The honeymoon has clearly ended for Matria Healthcare ( MATR).

Just months after its celebrated marriage to a competitor, Matria has crushed its fans with a disappointing outlook for the future. Notably, the disease-management firm has already lost out on one major contract it was counting on.

Matria managed to hit first-quarter target, but issued new guidance that has left investors worried about the rest of the year. The company is now forecasting far less growth in the second quarter than the market had been anticipating. It is then counting on major second-half improvements to lift its performance for the entire year.

Some clearly have their doubts.

"It's just clear as a bell to me that the stock market doesn't believe" the full-year guidance, one investor said during a conference call on Friday morning. "Can you give us something here to hang on to? This is painful."

The stock, indeed, suffered a major fall. The shares -- which peaked at $45 just two months ago -- plunged 14% to a nine-month low of $30.30 on Friday.

Bridging the Gap

Still, Matria's first-quarter results looked strong.

Revenue more than doubled to $80.9 million -- just topping the consensus estimate -- following the recent acquisition of CorSolutions. Meanwhile, earnings jumped more than eightfold to $12 million. Operating profits of 16 cents a share met the consensus estimate exactly.

However, Matria's second-quarter guidance fell well below analyst expectations. The company is forecasting second-quarter revenue of $82 million to $84 million instead of the $92.5 million Wall Street had anticipated. It is also looking for second-quarter profits of 16 cents to 19 cents a share -- which is a far cry from the current 28-cent consensus estimate.

Even so, Matria has simply tightened its full-year guidance to a range that -- at the high end -- still includes Wall Street's $1.20 target. To hit its goals, Matria must double its first-half earnings in the second half of the year.

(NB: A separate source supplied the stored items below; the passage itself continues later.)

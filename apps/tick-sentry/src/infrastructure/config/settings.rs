//! Service Configuration Settings
//!
//! Configuration types for the tick distribution service, loaded from
//! environment variables. Every knob has a default; only the catalog spec
//! is required.

use std::time::Duration;

use crate::infrastructure::feed::{LivenessConfig, ReconnectConfig};
use crate::infrastructure::sentry::SentryConfig;

/// HTTP server ports.
#[derive(Debug, Clone)]
pub struct ServerSettings {
    /// Port for the join/leave/info API.
    pub api_port: u16,
    /// Port for health and metrics endpoints.
    pub health_port: u16,
}

impl Default for ServerSettings {
    fn default() -> Self {
        Self {
            api_port: 8080,
            health_port: 8082,
        }
    }
}

/// Upstream feed connection settings.
#[derive(Debug, Clone)]
pub struct FeedSettings {
    /// Binance single-stream WebSocket endpoint.
    pub binance_url: String,
    /// Cadence of the connection liveness beat.
    pub beat_interval: Duration,
    /// Quiet period before a protocol ping is sent.
    pub probe_after: Duration,
    /// Quiet period before the connection is declared stale.
    pub stale_after: Duration,
    /// Initial reconnection delay.
    pub reconnect_delay_initial: Duration,
    /// Maximum reconnection delay.
    pub reconnect_delay_max: Duration,
    /// Reconnection backoff multiplier.
    pub reconnect_delay_multiplier: f64,
    /// Maximum consecutive reconnection attempts (0 = unlimited).
    pub max_reconnect_attempts: u32,
}

impl Default for FeedSettings {
    fn default() -> Self {
        let liveness = LivenessConfig::default();
        let reconnect = ReconnectConfig::default();
        Self {
            binance_url: "wss://stream.binance.com:9443/ws".to_string(),
            beat_interval: liveness.beat_interval,
            probe_after: liveness.probe_after,
            stale_after: liveness.stale_after,
            reconnect_delay_initial: reconnect.initial_delay,
            reconnect_delay_max: reconnect.max_delay,
            reconnect_delay_multiplier: reconnect.multiplier,
            max_reconnect_attempts: reconnect.max_attempts,
        }
    }
}

impl FeedSettings {
    /// Liveness configuration derived from these settings.
    #[must_use]
    pub const fn liveness(&self) -> LivenessConfig {
        LivenessConfig {
            beat_interval: self.beat_interval,
            probe_after: self.probe_after,
            stale_after: self.stale_after,
        }
    }

    /// Reconnection configuration derived from these settings.
    #[must_use]
    pub const fn reconnect(&self) -> ReconnectConfig {
        ReconnectConfig {
            initial_delay: self.reconnect_delay_initial,
            max_delay: self.reconnect_delay_max,
            multiplier: self.reconnect_delay_multiplier,
            jitter_factor: 0.1,
            max_attempts: self.max_reconnect_attempts,
        }
    }
}

/// Sentry actor settings.
#[derive(Debug, Clone)]
pub struct SentrySettings {
    /// Default per-delivery deadline.
    pub delivery_deadline: Duration,
    /// Bounded wait for a cancelled feed to stop.
    pub shutdown_wait: Duration,
}

impl Default for SentrySettings {
    fn default() -> Self {
        let config = SentryConfig::default();
        Self {
            delivery_deadline: config.delivery_deadline,
            shutdown_wait: config.shutdown_wait,
        }
    }
}

impl SentrySettings {
    /// Sentry configuration derived from these settings.
    #[must_use]
    pub const fn sentry(&self) -> SentryConfig {
        SentryConfig {
            delivery_deadline: self.delivery_deadline,
            shutdown_wait: self.shutdown_wait,
        }
    }
}

/// Instrument catalog settings.
#[derive(Debug, Clone)]
pub struct CatalogSettings {
    /// Catalog spec string (`venue=PAIR|PAIR;venue2=PAIR`).
    pub spec: String,
}

/// Complete service configuration.
#[derive(Debug, Clone)]
pub struct ServiceConfig {
    /// HTTP server ports.
    pub server: ServerSettings,
    /// Upstream feed settings.
    pub feed: FeedSettings,
    /// Sentry actor settings.
    pub sentry: SentrySettings,
    /// Instrument catalog settings.
    pub catalog: CatalogSettings,
}

impl ServiceConfig {
    /// Create configuration from environment variables.
    ///
    /// # Errors
    ///
    /// Returns an error if `TICK_SENTRY_CATALOG` is missing or empty.
    pub fn from_env() -> Result<Self, ConfigError> {
        let spec = std::env::var("TICK_SENTRY_CATALOG")
            .map_err(|_| ConfigError::MissingEnvVar("TICK_SENTRY_CATALOG".to_string()))?;
        if spec.is_empty() {
            return Err(ConfigError::EmptyValue("TICK_SENTRY_CATALOG".to_string()));
        }

        let server = ServerSettings {
            api_port: parse_env_u16("TICK_SENTRY_API_PORT", ServerSettings::default().api_port),
            health_port: parse_env_u16(
                "TICK_SENTRY_HEALTH_PORT",
                ServerSettings::default().health_port,
            ),
        };

        let defaults = FeedSettings::default();
        let feed = FeedSettings {
            binance_url: std::env::var("TICK_SENTRY_BINANCE_URL")
                .unwrap_or(defaults.binance_url),
            beat_interval: parse_env_duration_millis(
                "TICK_SENTRY_BEAT_INTERVAL_MS",
                defaults.beat_interval,
            ),
            probe_after: parse_env_duration_secs(
                "TICK_SENTRY_PROBE_AFTER_SECS",
                defaults.probe_after,
            ),
            stale_after: parse_env_duration_secs(
                "TICK_SENTRY_STALE_AFTER_SECS",
                defaults.stale_after,
            ),
            reconnect_delay_initial: parse_env_duration_millis(
                "TICK_SENTRY_RECONNECT_DELAY_INITIAL_MS",
                defaults.reconnect_delay_initial,
            ),
            reconnect_delay_max: parse_env_duration_secs(
                "TICK_SENTRY_RECONNECT_DELAY_MAX_SECS",
                defaults.reconnect_delay_max,
            ),
            reconnect_delay_multiplier: parse_env_f64(
                "TICK_SENTRY_RECONNECT_DELAY_MULTIPLIER",
                defaults.reconnect_delay_multiplier,
            ),
            max_reconnect_attempts: parse_env_u32(
                "TICK_SENTRY_MAX_RECONNECT_ATTEMPTS",
                defaults.max_reconnect_attempts,
            ),
        };

        let sentry = SentrySettings {
            delivery_deadline: parse_env_duration_secs(
                "TICK_SENTRY_DELIVERY_DEADLINE_SECS",
                SentrySettings::default().delivery_deadline,
            ),
            shutdown_wait: parse_env_duration_secs(
                "TICK_SENTRY_SHUTDOWN_WAIT_SECS",
                SentrySettings::default().shutdown_wait,
            ),
        };

        Ok(Self {
            server,
            feed,
            sentry,
            catalog: CatalogSettings { spec },
        })
    }
}

/// Configuration error.
#[derive(Debug, thiserror::Error)]
pub enum ConfigError {
    /// Required environment variable is missing.
    #[error("missing required environment variable: {0}")]
    MissingEnvVar(String),
    /// Environment variable has empty value.
    #[error("environment variable {0} cannot be empty")]
    EmptyValue(String),
}

fn parse_env_u16(key: &str, default: u16) -> u16 {
    std::env::var(key)
        .ok()
        .and_then(|v| v.parse().ok())
        .unwrap_or(default)
}

fn parse_env_u32(key: &str, default: u32) -> u32 {
    std::env::var(key)
        .ok()
        .and_then(|v| v.parse().ok())
        .unwrap_or(default)
}

fn parse_env_f64(key: &str, default: f64) -> f64 {
    std::env::var(key)
        .ok()
        .and_then(|v| v.parse().ok())
        .unwrap_or(default)
}

fn parse_env_duration_secs(key: &str, default: Duration) -> Duration {
    std::env::var(key)
        .ok()
        .and_then(|v| v.parse::<u64>().ok())
        .map_or(default, Duration::from_secs)
}

fn parse_env_duration_millis(key: &str, default: Duration) -> Duration {
    std::env::var(key)
        .ok()
        .and_then(|v| v.parse::<u64>().ok())
        .map_or(default, Duration::from_millis)
}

"I know you want some additional comfort that we're not down here hallucinating in terms of what we expect to do," Matria CEO Parker Petit acknowledged during Friday's conference call. "It's very doable because of the huge operating leverage that comes with every new revenue dollar. ... We're comfortable. If we weren't, we would be so signaling."

Banking on Business

Still, Matria also felt pretty comfortable about landing a major contract that it failed to get in the end.

"It was a nice piece of business we would have liked," Petit explained. But "we came out on the short end of the stick ... (So) we've taken that out of our forecast."

Matria indicated that it had tried -- but failed -- to win that contract away from competitor Healthways ( HWAY). The company said that it had emerged as one of two finalists for the business, before losing out on the contract about 10 days ago. Meanwhile, it said that CorSolutions recently lost "a fairly substantial employer-type" account that has been eliminated from its forecasts as well.

On a positive note, Matria did portray its second-quarter guidance as conservative and hinted at possible upside in both the near and long term. The company then went on to ask for investors' trust in the meantime.

"We're going to get plenty of business," Petit promised. "It's just not visible to you yet."

Meanwhile, Petit attempted to shoot down any notion that short-sellers -- who have been betting against the stock -- might be right about the company.

"There have been so many inaccuracies in those short reports," he said. "I don't even know how they get that information."